Exercise requirements: Transcribe the following entries word for word. End with the line where "PHC string; generate" appears.
[Start of section]
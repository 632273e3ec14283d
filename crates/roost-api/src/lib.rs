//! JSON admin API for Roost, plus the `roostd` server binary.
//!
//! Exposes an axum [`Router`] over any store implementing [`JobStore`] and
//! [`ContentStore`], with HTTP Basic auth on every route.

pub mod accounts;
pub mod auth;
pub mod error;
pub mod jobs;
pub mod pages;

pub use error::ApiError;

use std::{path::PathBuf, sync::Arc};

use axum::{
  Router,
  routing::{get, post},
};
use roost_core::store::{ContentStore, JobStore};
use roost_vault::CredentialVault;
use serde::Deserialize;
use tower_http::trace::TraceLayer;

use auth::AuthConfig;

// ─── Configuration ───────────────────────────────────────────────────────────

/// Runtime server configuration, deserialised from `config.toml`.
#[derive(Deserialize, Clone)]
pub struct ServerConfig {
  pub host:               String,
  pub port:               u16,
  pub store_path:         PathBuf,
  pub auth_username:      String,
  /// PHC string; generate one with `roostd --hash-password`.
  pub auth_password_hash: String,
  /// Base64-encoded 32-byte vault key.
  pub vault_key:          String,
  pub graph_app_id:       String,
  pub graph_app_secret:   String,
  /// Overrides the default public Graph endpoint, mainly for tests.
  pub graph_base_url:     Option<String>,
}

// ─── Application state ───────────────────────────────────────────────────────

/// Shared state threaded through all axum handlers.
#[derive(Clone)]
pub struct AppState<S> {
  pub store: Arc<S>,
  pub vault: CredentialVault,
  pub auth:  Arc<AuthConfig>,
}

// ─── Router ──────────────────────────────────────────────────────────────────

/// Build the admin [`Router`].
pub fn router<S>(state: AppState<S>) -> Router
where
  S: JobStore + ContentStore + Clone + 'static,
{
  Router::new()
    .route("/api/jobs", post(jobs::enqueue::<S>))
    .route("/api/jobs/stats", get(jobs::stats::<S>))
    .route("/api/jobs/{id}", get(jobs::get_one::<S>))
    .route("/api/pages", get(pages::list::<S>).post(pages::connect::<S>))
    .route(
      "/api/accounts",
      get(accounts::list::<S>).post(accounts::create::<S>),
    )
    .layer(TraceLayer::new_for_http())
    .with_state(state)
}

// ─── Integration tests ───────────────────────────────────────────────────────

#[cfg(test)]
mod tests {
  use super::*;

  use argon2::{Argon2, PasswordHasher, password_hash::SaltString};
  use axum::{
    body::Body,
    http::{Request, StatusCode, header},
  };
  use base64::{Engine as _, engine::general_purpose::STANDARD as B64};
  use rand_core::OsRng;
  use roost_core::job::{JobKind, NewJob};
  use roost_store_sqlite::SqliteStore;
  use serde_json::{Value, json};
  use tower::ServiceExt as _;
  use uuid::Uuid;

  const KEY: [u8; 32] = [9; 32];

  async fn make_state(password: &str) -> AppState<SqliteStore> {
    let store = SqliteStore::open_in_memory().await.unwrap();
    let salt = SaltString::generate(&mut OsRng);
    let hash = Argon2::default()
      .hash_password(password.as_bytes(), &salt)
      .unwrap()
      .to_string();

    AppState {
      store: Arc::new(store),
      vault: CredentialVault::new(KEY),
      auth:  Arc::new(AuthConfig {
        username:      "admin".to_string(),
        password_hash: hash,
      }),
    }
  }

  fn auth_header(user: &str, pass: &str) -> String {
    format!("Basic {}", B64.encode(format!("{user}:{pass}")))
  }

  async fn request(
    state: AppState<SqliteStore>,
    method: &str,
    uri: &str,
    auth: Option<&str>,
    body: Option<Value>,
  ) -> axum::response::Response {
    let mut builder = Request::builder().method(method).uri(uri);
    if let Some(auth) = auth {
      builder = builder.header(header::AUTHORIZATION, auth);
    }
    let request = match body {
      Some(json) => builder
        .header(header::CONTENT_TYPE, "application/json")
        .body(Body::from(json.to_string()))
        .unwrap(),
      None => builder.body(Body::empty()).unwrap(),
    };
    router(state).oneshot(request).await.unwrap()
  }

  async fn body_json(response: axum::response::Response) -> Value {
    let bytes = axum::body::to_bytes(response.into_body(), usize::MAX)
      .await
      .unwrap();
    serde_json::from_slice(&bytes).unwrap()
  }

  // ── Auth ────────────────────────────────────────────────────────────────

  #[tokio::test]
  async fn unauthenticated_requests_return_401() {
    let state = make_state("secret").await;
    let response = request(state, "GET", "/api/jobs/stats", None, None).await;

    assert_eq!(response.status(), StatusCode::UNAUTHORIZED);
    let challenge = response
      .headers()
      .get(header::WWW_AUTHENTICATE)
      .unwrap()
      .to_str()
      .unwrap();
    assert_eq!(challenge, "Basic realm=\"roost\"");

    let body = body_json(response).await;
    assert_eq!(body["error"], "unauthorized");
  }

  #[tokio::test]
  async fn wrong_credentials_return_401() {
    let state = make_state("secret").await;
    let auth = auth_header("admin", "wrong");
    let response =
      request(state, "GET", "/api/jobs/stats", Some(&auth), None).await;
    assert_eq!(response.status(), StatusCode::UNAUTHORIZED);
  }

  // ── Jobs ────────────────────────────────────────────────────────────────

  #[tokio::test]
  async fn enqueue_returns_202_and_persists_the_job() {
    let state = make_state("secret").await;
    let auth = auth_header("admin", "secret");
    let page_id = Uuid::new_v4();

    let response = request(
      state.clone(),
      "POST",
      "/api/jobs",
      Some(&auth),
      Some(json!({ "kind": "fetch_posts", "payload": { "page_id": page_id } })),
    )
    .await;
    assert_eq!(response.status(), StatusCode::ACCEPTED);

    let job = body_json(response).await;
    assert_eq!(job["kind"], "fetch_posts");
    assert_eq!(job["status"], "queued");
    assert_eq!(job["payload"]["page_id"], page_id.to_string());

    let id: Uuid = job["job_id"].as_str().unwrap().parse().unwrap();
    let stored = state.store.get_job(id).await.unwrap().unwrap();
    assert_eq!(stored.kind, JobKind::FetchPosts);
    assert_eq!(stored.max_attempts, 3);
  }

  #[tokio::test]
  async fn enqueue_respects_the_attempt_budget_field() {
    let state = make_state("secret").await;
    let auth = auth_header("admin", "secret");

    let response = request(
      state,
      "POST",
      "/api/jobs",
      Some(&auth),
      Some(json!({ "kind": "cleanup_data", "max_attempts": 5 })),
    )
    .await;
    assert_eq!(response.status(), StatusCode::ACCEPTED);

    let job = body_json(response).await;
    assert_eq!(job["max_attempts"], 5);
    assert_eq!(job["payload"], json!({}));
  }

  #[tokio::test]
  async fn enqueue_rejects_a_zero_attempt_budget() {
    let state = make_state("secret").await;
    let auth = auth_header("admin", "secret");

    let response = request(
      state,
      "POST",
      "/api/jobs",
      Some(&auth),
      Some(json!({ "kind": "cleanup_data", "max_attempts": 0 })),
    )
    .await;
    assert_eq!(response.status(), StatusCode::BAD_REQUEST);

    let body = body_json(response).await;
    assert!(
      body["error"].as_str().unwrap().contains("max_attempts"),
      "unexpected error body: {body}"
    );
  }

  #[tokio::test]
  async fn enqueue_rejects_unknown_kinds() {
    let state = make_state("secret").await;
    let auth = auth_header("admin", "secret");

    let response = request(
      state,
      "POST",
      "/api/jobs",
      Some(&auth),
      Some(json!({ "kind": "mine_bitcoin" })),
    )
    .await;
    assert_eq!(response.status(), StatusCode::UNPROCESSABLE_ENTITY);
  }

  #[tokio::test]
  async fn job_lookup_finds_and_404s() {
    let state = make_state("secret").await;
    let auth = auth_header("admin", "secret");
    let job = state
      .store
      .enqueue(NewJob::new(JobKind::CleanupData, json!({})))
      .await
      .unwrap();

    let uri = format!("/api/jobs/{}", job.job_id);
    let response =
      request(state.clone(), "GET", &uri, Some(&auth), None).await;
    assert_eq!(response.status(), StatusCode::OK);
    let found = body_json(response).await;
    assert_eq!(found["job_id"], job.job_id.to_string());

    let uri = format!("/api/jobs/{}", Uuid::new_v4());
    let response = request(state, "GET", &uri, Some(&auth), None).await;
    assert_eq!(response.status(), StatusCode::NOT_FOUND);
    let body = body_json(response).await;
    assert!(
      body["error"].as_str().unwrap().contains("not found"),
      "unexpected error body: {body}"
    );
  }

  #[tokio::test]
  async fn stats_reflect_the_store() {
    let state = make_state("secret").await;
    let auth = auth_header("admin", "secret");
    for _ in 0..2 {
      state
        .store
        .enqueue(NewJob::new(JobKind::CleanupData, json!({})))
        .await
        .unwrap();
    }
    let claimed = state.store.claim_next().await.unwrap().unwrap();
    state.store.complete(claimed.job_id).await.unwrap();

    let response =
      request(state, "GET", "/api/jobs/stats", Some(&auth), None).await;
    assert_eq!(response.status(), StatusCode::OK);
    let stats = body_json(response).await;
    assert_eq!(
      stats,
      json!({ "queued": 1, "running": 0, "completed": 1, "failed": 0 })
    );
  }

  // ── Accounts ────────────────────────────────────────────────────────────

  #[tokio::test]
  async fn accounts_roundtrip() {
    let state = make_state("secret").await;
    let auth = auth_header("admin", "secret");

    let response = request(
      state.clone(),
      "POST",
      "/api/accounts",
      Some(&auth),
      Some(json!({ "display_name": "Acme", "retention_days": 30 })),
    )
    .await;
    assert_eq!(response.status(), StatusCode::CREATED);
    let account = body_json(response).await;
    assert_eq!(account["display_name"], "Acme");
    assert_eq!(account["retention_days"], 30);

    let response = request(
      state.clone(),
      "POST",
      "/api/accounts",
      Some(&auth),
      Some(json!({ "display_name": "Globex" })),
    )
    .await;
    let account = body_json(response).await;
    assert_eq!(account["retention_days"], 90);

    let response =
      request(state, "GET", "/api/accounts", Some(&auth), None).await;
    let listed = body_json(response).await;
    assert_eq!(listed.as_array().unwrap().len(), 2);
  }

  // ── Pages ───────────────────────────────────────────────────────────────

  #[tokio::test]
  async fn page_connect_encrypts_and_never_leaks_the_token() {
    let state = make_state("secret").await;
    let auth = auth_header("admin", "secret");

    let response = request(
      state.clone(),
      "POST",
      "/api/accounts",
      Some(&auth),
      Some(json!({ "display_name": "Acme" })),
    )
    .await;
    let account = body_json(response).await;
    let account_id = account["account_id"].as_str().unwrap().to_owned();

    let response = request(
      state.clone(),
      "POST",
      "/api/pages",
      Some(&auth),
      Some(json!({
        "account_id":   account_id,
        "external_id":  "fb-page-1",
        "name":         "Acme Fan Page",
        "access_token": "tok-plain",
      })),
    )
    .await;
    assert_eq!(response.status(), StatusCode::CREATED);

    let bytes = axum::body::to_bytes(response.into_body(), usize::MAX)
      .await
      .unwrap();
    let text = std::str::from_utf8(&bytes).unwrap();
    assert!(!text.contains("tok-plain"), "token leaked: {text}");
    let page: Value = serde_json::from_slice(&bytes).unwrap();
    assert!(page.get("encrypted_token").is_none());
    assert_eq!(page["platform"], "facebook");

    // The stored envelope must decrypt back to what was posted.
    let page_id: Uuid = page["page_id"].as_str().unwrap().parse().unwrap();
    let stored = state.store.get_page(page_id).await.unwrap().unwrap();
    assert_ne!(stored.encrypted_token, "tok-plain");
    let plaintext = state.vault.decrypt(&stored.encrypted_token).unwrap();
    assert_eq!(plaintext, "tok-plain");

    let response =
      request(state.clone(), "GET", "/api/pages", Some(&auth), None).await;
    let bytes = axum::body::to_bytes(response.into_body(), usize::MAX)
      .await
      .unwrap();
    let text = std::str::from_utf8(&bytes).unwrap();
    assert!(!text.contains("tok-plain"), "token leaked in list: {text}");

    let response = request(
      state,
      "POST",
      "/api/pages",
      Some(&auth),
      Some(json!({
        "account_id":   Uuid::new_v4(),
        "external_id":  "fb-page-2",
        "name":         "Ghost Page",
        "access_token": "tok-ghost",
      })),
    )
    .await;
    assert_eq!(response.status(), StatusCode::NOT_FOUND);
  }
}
[End of section]
Result for this exercise:
repository 632273e3ec14283d
filename crates/roost-api/src/lib.rs
//! JSON admin API for Roost, plus the `roostd` server binary.
//!
//! Exposes an axum [`Router`] over any store implementing [`JobStore`] and
//! [`ContentStore`], with HTTP Basic auth on every route.

pub mod accounts;
pub mod auth;
pub mod error;
pub mod jobs;
pub mod pages;

pub use error::ApiError;

use std::{path::PathBuf, sync::Arc};

use axum::{
  Router,
  routing::{get, post},
};
use roost_core::store::{ContentStore, JobStore};
use roost_vault::CredentialVault;
use serde::Deserialize;
use tower_http::trace::TraceLayer;

use auth::AuthConfig;

// ─── Configuration ───────────────────────────────────────────────────────────

/// Runtime server configuration, deserialised from `config.toml`.
#[derive(Deserialize, Clone)]
pub struct ServerConfig {
  pub host:               String,
  pub port:               u16,
  pub store_path:         PathBuf,
  pub auth_username:      String,
  /// PHC string; generate one with `roostd --hash-password`.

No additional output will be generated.